Thread: Result set granularity..
Hi, Since I went from Oracle to PostgreSQL I've been missing the "invisable" column 'rownum'. I often used it to lower the granularity of my data. For example, say I have a large table containing some sort of statistical data and want to plot a graph using it. If the graph is 600 pixels wide I might as well lower the granularity of my incoming data to 600 measure points before plotting. In Oracle I used to do this by using the modulus operator on the rownum column as a restriction. SELECT <column> FROM <table> WHERE mod(rownum, 5) = 0; The query above would give me every fifth row of the original result set and would save me from sending the data over my database connection and do the lowering of the granularity in the application. I have two questions, one dependent on the answer on the other one.. 1) Is it possible to achieve this any other _easy_ way? Perhaps it would be feasible to write a wrapper using a counter which makes the SELECT and then return every fifth row to the SELECT calling the wrapper. But then I assume the data still has to "travel" one step which puts on some overhead. 2) Would it be possible to add one more limit argument to the non-standard set of LIMIT and OFFET - a 'SCALE n' or 'GRANUL n' argument which would return every n row of the initial result set. I think that would be gladly accepted for folks working with statistical data. -ra
On Saturday 27 September 2003 18:41, Rasmus Aveskogh wrote: > Hi, > > Since I went from Oracle to PostgreSQL I've been missing the "invisable" > column 'rownum'. I often used it to lower the granularity of my data. > For example, say I have a large table containing some sort of statistical > data and want to plot a graph using it. > If the graph is 600 pixels wide I might as well lower the granularity of > my incoming data to 600 measure points before plotting. > > In Oracle I used to do this by using the modulus operator on the rownum > column as a restriction. > > SELECT <column> FROM <table> WHERE mod(rownum, 5) = 0; > > The query above would give me every fifth row of the original result set > and would save me from sending the data over my database connection and do > the lowering of the granularity in the application. > > I have two questions, one dependent on the answer on the other one.. > > 1) Is it possible to achieve this any other _easy_ way? > Perhaps it would be feasible to write a wrapper using a counter which > makes the SELECT and then return every fifth row to the SELECT calling the > wrapper. But then I assume the data still has to "travel" one step which > puts on some overhead. First of all there is oid which you can use but it is not strictly unique. It's limited to 4GB and wraps around. I would rather say declare a cursor and move the pointer as and when required. Sice you aren't retrieving large part of rows, that loop should be cheap enough. HTH Shridhar
Short answer, no there's no trick to doing this in postgres like rownum. You would have to either add a column with sequential or random keys and then select on it, or else pull down all the rows and only process the ones you want.
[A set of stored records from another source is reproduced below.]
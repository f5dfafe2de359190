//! Error types for every stage of the wrapper

use std::io;

use thiserror::Error;

use crate::radio::Standard;

/// Startup errors. All of these are fatal before any child is spawned.
#[derive(Error, Debug, PartialEq, Eq)]
pub enum ConfigError {
    #[error("invalid wireless standard '{0}', please specify with --std (WLAN_G, ZIGBEE, BLUETOOTH)")]
    InvalidStandard(String),

    #[error("invalid detector mode '{0}', please specify with --detector_mode (COR, AVG, MAX, MIN)")]
    InvalidMode(String),

    #[error("missing first channel, please specify with --first_channel")]
    MissingFirstChannel,

    #[error("invalid first channel {channel} for {standard}, must be within [{min},{max}]")]
    InvalidChannelRange {
        standard: Standard,
        channel: i64,
        min: i64,
        max: i64,
    },

    #[error("invalid output mode '{0}', allowed values: STDOUT, FILE, OML")]
    InvalidOutputMode(String),

    #[error(
        "invalid USRP address, please specify with --args or make sure the USRP falls into the pattern 192.168.xx.2"
    )]
    NoDeviceAddress,

    #[error("invalid experiment ID, please specify a whitespace-free value with --expid")]
    InvalidSessionId,

    #[error("invalid OML collect URI '{0}', expected tcp:<host>:<port>")]
    InvalidCollectUri(String),
}

/// Errors from the telemetry sink
#[derive(Error, Debug)]
pub enum TelemetryError {
    #[error("failed to connect to OML server {uri}: {source}")]
    Connect { uri: String, source: io::Error },

    #[error("telemetry write failed: {0}")]
    Io(#[from] io::Error),

    #[error("record has {actual} values, schema {name} expects {expected}")]
    SchemaMismatch {
        name: String,
        expected: usize,
        actual: usize,
    },

    #[error("no schema registered before inject")]
    Unregistered,
}

/// Errors raised while running the sensing binary
#[derive(Error, Debug)]
pub enum SupervisorError {
    #[error("failed to allocate a pseudo-terminal: {0}")]
    Pty(nix::Error),

    #[error("failed to spawn {program}: {source}")]
    Spawn { program: String, source: io::Error },

    #[error("error reading child output: {0}")]
    Io(#[from] io::Error),

    #[error("failed to signal child {pid}: {source}")]
    Signal { pid: i32, source: nix::Error },

    #[error("failed to install signal handler: {0}")]
    Handler(#[from] ctrlc::Error),
}

/// Top level error for the binary
#[derive(Error, Debug)]
pub enum Error {
    #[error(transparent)]
    Config(#[from] ConfigError),

    #[error(transparent)]
    Telemetry(#[from] TelemetryError),

    #[error(transparent)]
    Supervisor(#[from] SupervisorError),

    #[error("output file error: {0}")]
    Output(#[from] io::Error),
}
Rownum is handy though, I wonder how easy it would be to add it to postgres. "Rasmus Aveskogh" <rasmus@defero.se> writes: > SELECT <column> FROM <table> WHERE mod(rownum, 5) = 0; Uhm. Does that actually work? I thought rownum only incremented for every row actually returned. So that this would return one row and then stop returning rows. I would have thought you would have to use a subquery to get this to work like: SELECT * FROM (SELECT column, rownum AS n FROM table) WHERE mod(n,5)=0 > The query above would give me every fifth row of the original result set > and would save me from sending the data over my database connection and do > the lowering of the granularity in the application. Also, in Oracle there's actually a SAMPLE keyword that you can put on a select to tell oracle that you only need a sample. It's way more efficient than using rownum because it skips whole blocks. Ie, the equivalent of above would be 'SAMPLE 20 PERCENT' or something like that, and it would read a whole block, then skip 4 whole blocks. However, for statistical purposes both of these techniques have downsides. Consider the case where you're looking for the standard deviation of some timing information and there's a spike every five minutes. The correlation between the sampling and the event could create spurious results. You could completely fail to see the events, or thing they are much worse than they are. Or even that they're worse at some times of day when in fact they're consistent. Really what you want is to assign statistically random numbers, probably floating point numbers, to each record, then read all records where those numbers are in some range. Even that might not really be kosher for serious statistics. -- greg
On Sat, 27 Sep 2003, Rasmus Aveskogh wrote: > > Hi, > > Since I went from Oracle to PostgreSQL I've been missing the "invisable" > column 'rownum'. I often used it to lower the granularity of my data. > For example, say I have a large table containing some sort of statistical > data and want to plot a graph using it. > If the graph is 600 pixels wide I might as well lower the granularity of > my incoming data to 600 measure points before plotting. > > In Oracle I used to do this by using the modulus operator on the rownum > column as a restriction. > > SELECT <column> FROM <table> WHERE mod(rownum, 5) = 0; > > The query above would give me every fifth row of the original result set > and would save me from sending the data over my database connection and do > the lowering of the granularity in the application. > > I have two questions, one dependent on the answer on the other one.. > > 1) Is it possible to achieve this any other _easy_ way? > Perhaps it would be feasible to write a wrapper using a counter which > makes the SELECT and then return every fifth row to the SELECT calling the > wrapper. But then I assume the data still has to "travel" one step which > puts on some overhead. The standard "trick" in Postgresql is to create a temporary sequence and select that as well: create temp sequence aaa; postgres=# select *, nextval('aaa') from accounts; to get a row number. The sequence creation and use is pretty fast, and I've used it before. > > 2) Would it be possible to add one more limit argument to the non-standard > set of LIMIT and OFFET - a 'SCALE n' or 'GRANUL n' argument which would > return every n row of the initial result set. I think that would be > gladly accepted for folks working with statistical data. Using the same trick, you can get every 5th row like this: select * from (select *, nextval('aaa') as row from accounts) as a where a.row%5=4;